Members of Palaeorhynchidae were generally medium-sized fish with taxa such as Homorhynchus colei having a standard length of 375 mm. The main exception to this is the genus Pseudotetrapturus from the Oligocene of the Caucasus that has been estimated to have a total body length of about 4 m.

=== Skull ===
The main diagnostic trait in the skulls of Palaeorhynchidae when compared to other groups of billfish is the downturned, spade-like flange on the maxilla. Similar to some modern billfish like marlins, palaeorhynchids possessed rows of teeth on both the upper and lower jaws with the teeth of juveniles being most likely larger than those seen in adults proportionally. The locations of the mouth where these teeth are present on the upper jaw does differ between genera with them being absent on the premaxilla of Palaeorhynchus and only present on the maxilla in Pseudotetrapturus. While the upper and lower jaws of palaeorhynchids are usually around the same length, unlike in modern billfish, the genus Homorhynchus differs with the upper jaw being much longer than the lower jaw. When fully preserved, the jaw or jaws (depending on the species) take up about 60%-70% of the skull length. The jaws of the fish are usually straight though they curve inwards anteriorly in Pseudotetrapturus.

=== Postcranium ===
Unlike the skull, the slender and elongate postcrania of palaeorhynchids is overall very similar to modern billfish. The main difference between them and extant members is the single soft dorsal fin that runs from the skull to around the caudal fin of the fish. This fin, however, is split into two sections with the anterior having much longer fin rays that connect to a fan-shaped pterygiophore that has three ridges. This is in contrast to the much shorter fin rays on the posterior section that each are attached to wedge-shaped pterygiophores that are wider as one gets further from the vertebrae. Almost all of vertebrae, excluding ones that are the most anterior and posterior, possess neural and haemal spines that have a plate-shaped projection at the posterior edge. The anal fin of palaeorhynchids is similar in morphology to the anterior section of the dorsal fin though it is much shorter. The height of the anal and dorsal fins differ between genera with them being longer than the maximum body depth in Palaeorhynchus and much shorter in Homorhynchus.
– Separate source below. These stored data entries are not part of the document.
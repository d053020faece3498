use std::fmt;

use serde::Serialize;

use crate::error::LexErrorKind;
use crate::span::Span;

/// A token produced by the Berry lexer. Token text is recovered by slicing
/// the source with `span`.
#[derive(Debug, Clone, PartialEq, Serialize)]
pub struct Token {
    pub kind: TokenKind,
    pub span: Span,
}

impl Token {
    pub fn new(kind: TokenKind, start: u32, end: u32) -> Self {
        Self {
            kind,
            span: Span::new(start, end),
        }
    }
}

/// Every kind of token in the Berry language.
#[derive(Debug, Clone, PartialEq, Serialize)]
pub enum TokenKind {
    // ── Keywords ───────────────────────────────────────────────────────
    Func,
    Let,
    As,
    Null,
    Const,
    True,
    False,

    // ── Primitive type names ───────────────────────────────────────────
    I8,
    U8,
    I16,
    U16,
    I32,
    U32,
    I64,
    U64,
    F32,
    F64,
    Bool,

    // ── Operators ──────────────────────────────────────────────────────
    /// `+`
    Plus,
    /// `-`
    Minus,
    /// `*`
    Star,
    /// `/`
    Slash,
    /// `%`
    Percent,
    /// `&`
    Amp,
    /// `|`
    Pipe,
    /// `^`
    Caret,
    /// `=`
    Eq,

    // ── Delimiters ─────────────────────────────────────────────────────
    LParen,
    RParen,
    LBracket,
    RBracket,
    LBrace,
    RBrace,
    Comma,
    Dot,
    Semicolon,
    Colon,
    At,

    // ── Literals & identifiers ─────────────────────────────────────────
    Ident,
    IntLiteral,
    FloatLiteral,
    RuneLiteral,
    StringLiteral,

    // ── Special ────────────────────────────────────────────────────────
    /// Malformed input. The lexer stops after producing one of these.
    Error(LexErrorKind),
    Eof,
}

impl TokenKind {
    /// Human-readable description used in "unexpected token" messages.
    pub fn describe(&self) -> &'static str {
        match self {
            TokenKind::Func => "'func'",
            TokenKind::Let => "'let'",
            TokenKind::As => "'as'",
            TokenKind::Null => "'null'",
            TokenKind::Const => "'const'",
            TokenKind::True => "'true'",
            TokenKind::False => "'false'",
            TokenKind::I8 => "'i8'",
            TokenKind::U8 => "'u8'",
            TokenKind::I16 => "'i16'",
            TokenKind::U16 => "'u16'",
            TokenKind::I32 => "'i32'",
            TokenKind::U32 => "'u32'",
            TokenKind::I64 => "'i64'",
            TokenKind::U64 => "'u64'",
            TokenKind::F32 => "'f32'",
            TokenKind::F64 => "'f64'",
            TokenKind::Bool => "'bool'",
            TokenKind::Plus => "'+'",
            TokenKind::Minus => "'-'",
            TokenKind::Star => "'*'",
            TokenKind::Slash => "'/'",
            TokenKind::Percent => "'%'",
            TokenKind::Amp => "'&'",
            TokenKind::Pipe => "'|'",
            TokenKind::Caret => "'^'",
            TokenKind::Eq => "'='",
            TokenKind::LParen => "'('",
            TokenKind::RParen => "')'",
            TokenKind::LBracket => "'['",
            TokenKind::RBracket => "']'",
            TokenKind::LBrace => "'{'",
            TokenKind::RBrace => "'}'",
            TokenKind::Comma => "','",
            TokenKind::Dot => "'.'",
            TokenKind::Semicolon => "';'",
            TokenKind::Colon => "':'",
            TokenKind::At => "'@'",
            TokenKind::Ident => "identifier",
            TokenKind::IntLiteral => "integer literal",
            TokenKind::FloatLiteral => "float literal",
            TokenKind::RuneLiteral => "rune literal",
            TokenKind::StringLiteral => "string literal",
            TokenKind::Error(_) => "invalid token",
            TokenKind::Eof => "end of file",
        }
    }
}

impl fmt::Display for TokenKind {
    fn fmt(&self, f: &mut fmt::Formatter<'_>) -> fmt::Result {
        f.write_str(self.describe())
    }
}

/// Map an identifier-shaped word to its keyword token, if it is one.
pub fn keyword_from_str(s: &str) -> Option<TokenKind> {
    match s {
        "func" => Some(TokenKind::Func),
        "let" => Some(TokenKind::Let),
        "as" => Some(TokenKind::As),
        "null" => Some(TokenKind::Null),
        "const" => Some(TokenKind::Const),
        "true" => Some(TokenKind::True),
        "false" => Some(TokenKind::False),
        "i8" => Some(TokenKind::I8),
        "u8" => Some(TokenKind::U8),
        "i16" => Some(TokenKind::I16),
        "u16" => Some(TokenKind::U16),
        "i32" => Some(TokenKind::I32),
        "u32" => Some(TokenKind::U32),
        "i64" => Some(TokenKind::I64),
        "u64" => Some(TokenKind::U64),
        "f32" => Some(TokenKind::F32),
        "f64" => Some(TokenKind::F64),
        "bool" => Some(TokenKind::Bool),
        _ => None,
    }
}

#[cfg(test)]
mod tests {
    use super::*;

    #[test]
    fn keywords_resolve() {
        assert_eq!(keyword_from_str("func"), Some(TokenKind::Func));
        assert_eq!(keyword_from_str("u64"), Some(TokenKind::U64));
        assert_eq!(keyword_from_str("false"), Some(TokenKind::False));
    }

    #[test]
    fn non_keywords_are_none() {
        assert_eq!(keyword_from_str("fn"), None);
        assert_eq!(keyword_from_str("i128"), None);
        assert_eq!(keyword_from_str("Func"), None);
    }

    #[test]
    fn describe_quotes_punctuation() {
        assert_eq!(TokenKind::Semicolon.to_string(), "';'");
        assert_eq!(TokenKind::Eof.to_string(), "end of file");
    }
}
== Evolutionary history ==
The earliest member of Palaeorhynchidae is Palaeorhynchus zorzini from the Ypresian of Italy, specifically from the famous localities within Monte Bolca. It is generally considered to be the basal most member of the genus, suggesting that the family originally diversified in warm, shallow water within the Tethys Sea. Along with Palaeorhynchus, a number of other genera such as Homorhynchus and Aglyptorhynchus, if a true member of the family, would also appear during the middle to late Eocene with all of these genera being specifically found in the western Paratethys. The family would not reach the eastern Paratethys until the Oligocene with earlier genera along with the genus Pseudotetrapturus being found in sediments in the Caucasus. All generally agreed upon members of the family would go extinct in the Oligocene with the youngest potential member of the family, Aglyptorhynchus, going extinct in the Miocene.